How to Find the Best Mortgage Lender for Your Family
Consider The Kind Of Mortgage Products They Offer
When searching for the right mortgage, you’ll usually have to decide between going with a government-backed mortgage such as a Fannie Mae or Federal Housing Authority (FHA) mortgage or a conventional private mortgage. Sometimes these government mortgage programs are good choices, especially for those who don’t have great credit or a whole lot of cash reserves to make a large down payment with. Some also allow you to buy a low priced home in which you’ll have remodeling done by an approved contractor, and then see the value of the property go up over the years. But sometimes certain conventional mortgages are better since they may allow more flexibility with refinancing into shorter or longer terms, offer adjustable interest rates, and not have as many hidden fees. It’s good to go over all the mortgage programs the lender offers and know which one would be the most affordable for you.
Consider Who They’re Affiliated With
Mortgage lenders are usually either banks, credit unions or independent brokers who can all have different reasons for attempting to steer people into certain mortgage programs. While all of them can offer great deals, banks sometimes try to promote the mortgages that will be most profitable for them because they usually have executives and shareholders who are looking for maximum returns. Credit unions often have a better reputation for the kind of mortgage deals they offer because they’re non-profit organizations who tend to have better customer service and tend to find the kind of loan deals that benefit their customers instead of corporate executives. That usually means lower interest rates and sometimes an easier approval process even for those who don’t have nearly as good of credit. Independent mortgage brokers may also have fairer terms than banks and also have alternative ways of approving people for mortgages.

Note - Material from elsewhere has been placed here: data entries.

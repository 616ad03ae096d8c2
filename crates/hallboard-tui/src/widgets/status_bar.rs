use hallboard_core::Region;
use ratatui::{
    layout::Rect,
    style::Style,
    text::{Line, Span},
    widgets::Paragraph,
    Frame,
};
use unicode_width::UnicodeWidthStr;

use crate::app::{App, Mode};
use crate::input::Action;
use crate::scroll::{MotionKind, PauseReason, Playback};

pub struct StatusBarWidget;

impl StatusBarWidget {
    pub fn render(frame: &mut Frame, area: Rect, app: &App) {
        let theme = app.surface.theme();

        let mode_str = match app.mode {
            Mode::Normal => "BOARD",
            Mode::Help => "HELP",
        };

        let playback_str = match app.scroller.playback() {
            Playback::Running => "SCROLLING",
            Playback::Paused(PauseReason::Manual) => "HOLD",
            Playback::Paused(PauseReason::Interaction { .. }) => "PAUSED",
            Playback::Static => "STATIC",
            Playback::Detached => "STOPPED",
        };

        let motion_str = match app.scroller.motion_kind() {
            MotionKind::Smooth => "table",
            MotionKind::Enhanced => "carousel",
            MotionKind::Fallback => "carousel (basic)",
        };

        let status_text = format!(
            " {} | {} | {} | {} | Meetings: {}",
            mode_str,
            playback_str,
            motion_str,
            app.surface.text(Region::StatusLabel),
            app.meetings.len()
        );

        let key = |action: Action| app.keymap.describe(&action).unwrap_or_else(|| "-".to_string());
        let help_hint = format!(
            " {}:quit {}:status {}:hold {}:help ",
            key(Action::Quit),
            key(Action::CycleStatus),
            key(Action::ToggleFocus),
            key(Action::Help)
        );

        let padding_len = usize::from(area.width)
            .saturating_sub(status_text.width() + help_hint.width());

        let line = Line::from(vec![
            Span::styled(status_text, Style::default().fg(theme.fg0).bg(theme.bg1)),
            Span::styled(" ".repeat(padding_len), Style::default().bg(theme.bg1)),
            Span::styled(help_hint, Style::default().fg(theme.grey1).bg(theme.bg1)),
        ]);

        frame.render_widget(Paragraph::new(line), area);
    }
}
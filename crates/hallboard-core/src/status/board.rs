use tracing::{debug, info};

use super::descriptor::{StatusDescriptor, StatusKey};
use crate::Result;

/// Holds the currently selected status. All transitions go through here.
#[derive(Debug, Clone)]
pub struct StatusBoard {
    current: StatusKey,
}

impl Default for StatusBoard {
    fn default() -> Self {
        Self::new(StatusKey::Available)
    }
}

impl StatusBoard {
    pub fn new(initial: StatusKey) -> Self {
        Self { current: initial }
    }

    #[inline]
    pub fn current(&self) -> StatusKey {
        self.current
    }

    pub fn descriptor(&self) -> &'static StatusDescriptor {
        self.current.descriptor()
    }

    /// Select a status. Returns true if it changed.
    pub fn set(&mut self, key: StatusKey) -> bool {
        if key == self.current {
            debug!("Status unchanged: {}", key);
            return false;
        }
        info!("Status changed: {} -> {}", self.current, key);
        self.current = key;
        true
    }

    /// Select a status by name. Unknown names are rejected and leave the
    /// current status untouched.
    pub fn set_by_name(&mut self, name: &str) -> Result<StatusKey> {
        let key: StatusKey = name.parse()?;
        self.set(key);
        Ok(key)
    }

    /// Advance to the next status in toggle order
    pub fn cycle(&mut self) -> StatusKey {
        let next = self.current.next();
        self.set(next);
        next
    }
}

#[cfg(test)]
mod tests {
    use super::*;

    #[test]
    fn test_default_is_available() {
        assert_eq!(StatusBoard::default().current(), StatusKey::Available);
    }

    #[test]
    fn test_cycle() {
        let mut board = StatusBoard::default();
        assert_eq!(board.cycle(), StatusKey::Engaged);
        assert_eq!(board.cycle(), StatusKey::Upcoming);
        assert_eq!(board.cycle(), StatusKey::Available);
    }

    #[test]
    fn test_set_reports_change() {
        let mut board = StatusBoard::default();
        assert!(!board.set(StatusKey::Available));
        assert!(board.set(StatusKey::Upcoming));
        assert_eq!(board.descriptor().key, StatusKey::Upcoming);
    }

    #[test]
    fn test_unknown_name_leaves_state() {
        let mut board = StatusBoard::new(StatusKey::Engaged);
        assert!(board.set_by_name("maintenance").is_err());
        assert_eq!(board.current(), StatusKey::Engaged);

        assert_eq!(board.set_by_name("available").unwrap(), StatusKey::Available);
        assert_eq!(board.current(), StatusKey::Available);
    }
}
use hallboard_core::ScrollMode;
use ratatui::{
    layout::Rect,
    style::{Modifier, Style},
    text::{Line, Span},
    widgets::{Block, Borders, Paragraph},
    Frame,
};

use super::{displayed_meetings, fit, meeting_rows_area};
use crate::app::App;
use crate::scroll::timing::px_to_cells;

/// Lines per meeting row: English title, then Arabic title
pub const ROW_LINES: u16 = 2;

const TIME_WIDTH: usize = 15;
const ATTENDEES_WIDTH: usize = 10;

/// Smoothly scrolling meeting table
pub struct MeetingTableWidget;

impl MeetingTableWidget {
    pub fn render(frame: &mut Frame, area: Rect, app: &App) {
        let theme = app.surface.theme();

        let border_style = if app.scroll_focused {
            Style::default().fg(theme.accent)
        } else {
            Style::default().fg(theme.grey0)
        };
        let title = if app.scroller.is_paused() {
            " Schedule | الجدول  [paused] "
        } else {
            " Schedule | الجدول "
        };

        let block = Block::default()
            .title(title)
            .borders(Borders::ALL)
            .border_style(border_style)
            .style(Style::default().bg(theme.bg0));
        let inner = block.inner(area);
        frame.render_widget(block, area);
        if inner.is_empty() {
            return;
        }

        let title_width = usize::from(inner.width).saturating_sub(TIME_WIDTH + ATTENDEES_WIDTH);

        let header = Line::from(Span::styled(
            format!(
                "{}{}{:>width$}",
                fit(" Time", TIME_WIDTH),
                fit("Meeting", title_width),
                "Attendees ",
                width = ATTENDEES_WIDTH
            ),
            Style::default().fg(theme.grey1).add_modifier(Modifier::BOLD),
        ));
        frame.render_widget(
            Paragraph::new(header),
            Rect { height: 1, ..inner },
        );

        let rows = meeting_rows_area(area, ScrollMode::Table);
        if rows.is_empty() {
            return;
        }

        let now = app.snapshot.taken_at.time();
        let mut lines = Vec::new();
        for meeting in displayed_meetings(app) {
            let in_progress = meeting.is_in_progress(now);
            let (marker, time_style) = if in_progress {
                ("●", Style::default().fg(theme.highlight).add_modifier(Modifier::BOLD))
            } else {
                (" ", Style::default().fg(theme.grey1))
            };
            let row_style = if in_progress {
                Style::default().bg(theme.bg1)
            } else {
                Style::default()
            };

            lines.push(
                Line::from(vec![
                    Span::styled(
                        fit(&format!("{}{}", marker, meeting.time_range), TIME_WIDTH),
                        time_style,
                    ),
                    Span::styled(
                        fit(&meeting.title.en, title_width),
                        Style::default().fg(theme.fg0).add_modifier(Modifier::BOLD),
                    ),
                    Span::styled(
                        format!("{:>width$} ", meeting.attendees, width = ATTENDEES_WIDTH - 1),
                        Style::default().fg(theme.accent),
                    ),
                ])
                .style(row_style),
            );
            lines.push(
                Line::from(vec![
                    Span::raw(fit("", TIME_WIDTH)),
                    Span::styled(fit(&meeting.title.ar, title_width), Style::default().fg(theme.grey1)),
                    Span::raw(fit("", ATTENDEES_WIDTH)),
                ])
                .style(row_style),
            );
        }

        let skip = px_to_cells(app.scroller.offset(), app.config.scroll.px_per_line)
            .min(ROW_LINES - 1);
        frame.render_widget(
            Paragraph::new(lines)
                .style(Style::default().bg(theme.bg0))
                .scroll((skip, 0)),
            rows,
        );

        // Edge fade where rows scroll in and out
        if rows.height >= 4 {
            let fade = Style::default().bg(theme.fade);
            let buffer = frame.buffer_mut();
            buffer.set_style(Rect { height: 1, ..rows }, fade);
            buffer.set_style(
                Rect {
                    y: rows.bottom() - 1,
                    height: 1,
                    ..rows
                },
                fade,
            );
        }
    }
}
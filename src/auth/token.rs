//! Access token issuance and validation at the session boundary.
//!
//! Identity is owned by an external collaborator; the room core trusts the
//! `sub` claim of a valid token and performs no other authentication.

use std::path::Path;

use chrono::Utc;
use jsonwebtoken::{decode, encode, DecodingKey, EncodingKey, Header, Validation};
use rand::Rng;

use crate::auth::middleware::Claims;

/// Access token lifetime in seconds (24 hours).
const TOKEN_TTL_SECS: i64 = 86_400;

/// Load or generate the JWT signing key (256-bit random secret).
/// Key is stored as raw bytes in data_dir/jwt_secret.
pub fn load_or_generate_jwt_secret(data_dir: &str) -> Result<Vec<u8>, Box<dyn std::error::Error>> {
    let key_path = Path::new(data_dir).join("jwt_secret");

    if key_path.exists() {
        let key = std::fs::read(&key_path)?;
        if key.len() == 32 {
            tracing::info!("JWT signing key loaded from {}", key_path.display());
            return Ok(key);
        }
        tracing::warn!("JWT key file has wrong size ({}), regenerating", key.len());
    }

    let key: [u8; 32] = rand::rng().random();
    std::fs::write(&key_path, key)?;
    tracing::info!("JWT signing key generated at {}", key_path.display());
    Ok(key.to_vec())
}

/// Issue an access token. Claims: sub=user_id, is_admin, iat, exp.
pub fn issue_access_token(
    secret: &[u8],
    user_id: &str,
    is_admin: bool,
) -> Result<String, jsonwebtoken::errors::Error> {
    let now = Utc::now().timestamp();
    let claims = Claims {
        sub: user_id.to_string(),
        is_admin,
        iat: now,
        exp: now + TOKEN_TTL_SECS,
    };

    encode(
        &Header::default(), // HS256
        &claims,
        &EncodingKey::from_secret(secret),
    )
}

/// Validate an access token and return its claims.
pub fn validate_access_token(
    secret: &[u8],
    token: &str,
) -> Result<Claims, jsonwebtoken::errors::Error> {
    let validation = Validation::new(jsonwebtoken::Algorithm::HS256);
    let token_data = decode::<Claims>(token, &DecodingKey::from_secret(secret), &validation)?;
    Ok(token_data.claims)
}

One thing that sometimes independent mortgage brokers or other consumer finance groups offer is what’s known as manual underwriting. While most mortgage lenders will want to take a good look at both your FICO score and your credit history in the reports that are on file with the credit bureaus, if they offer manual underwriting you actually could get approved for a mortgage with little or no credit history. What these lenders will do is ask for detailed payment records of things that aren’t reported such as housing rent and utilities, and using this alternative credit check will be how they determine the borrower’s risk. There are not many mortgage lenders who offer manual underwriting, and those who do may also require a larger down payment. But you may have an easier time getting approved this way than you would with other mortgages.
Consider If You Want To Get A Mortgage Online
If you’re savvy with applying for mortgages and want to get one quickly without waiting for an appointment with a loan officer, there are online banks and peer-to-peer lenders offering mortgages. The paperwork is all online, your documents can be scanned and sent in, and much of the process is automated and can lead to quicker funding. However, this isn’t for everyone since some people aren’t as comfortable without in-person guidance, and first-time homebuyers may need in-person help for each step of the buying process. But if you’re tired of the old ways and want the speed of technology to help you get a mortgage, an online mortgage lender or mortgage service may be just what you’re looking for.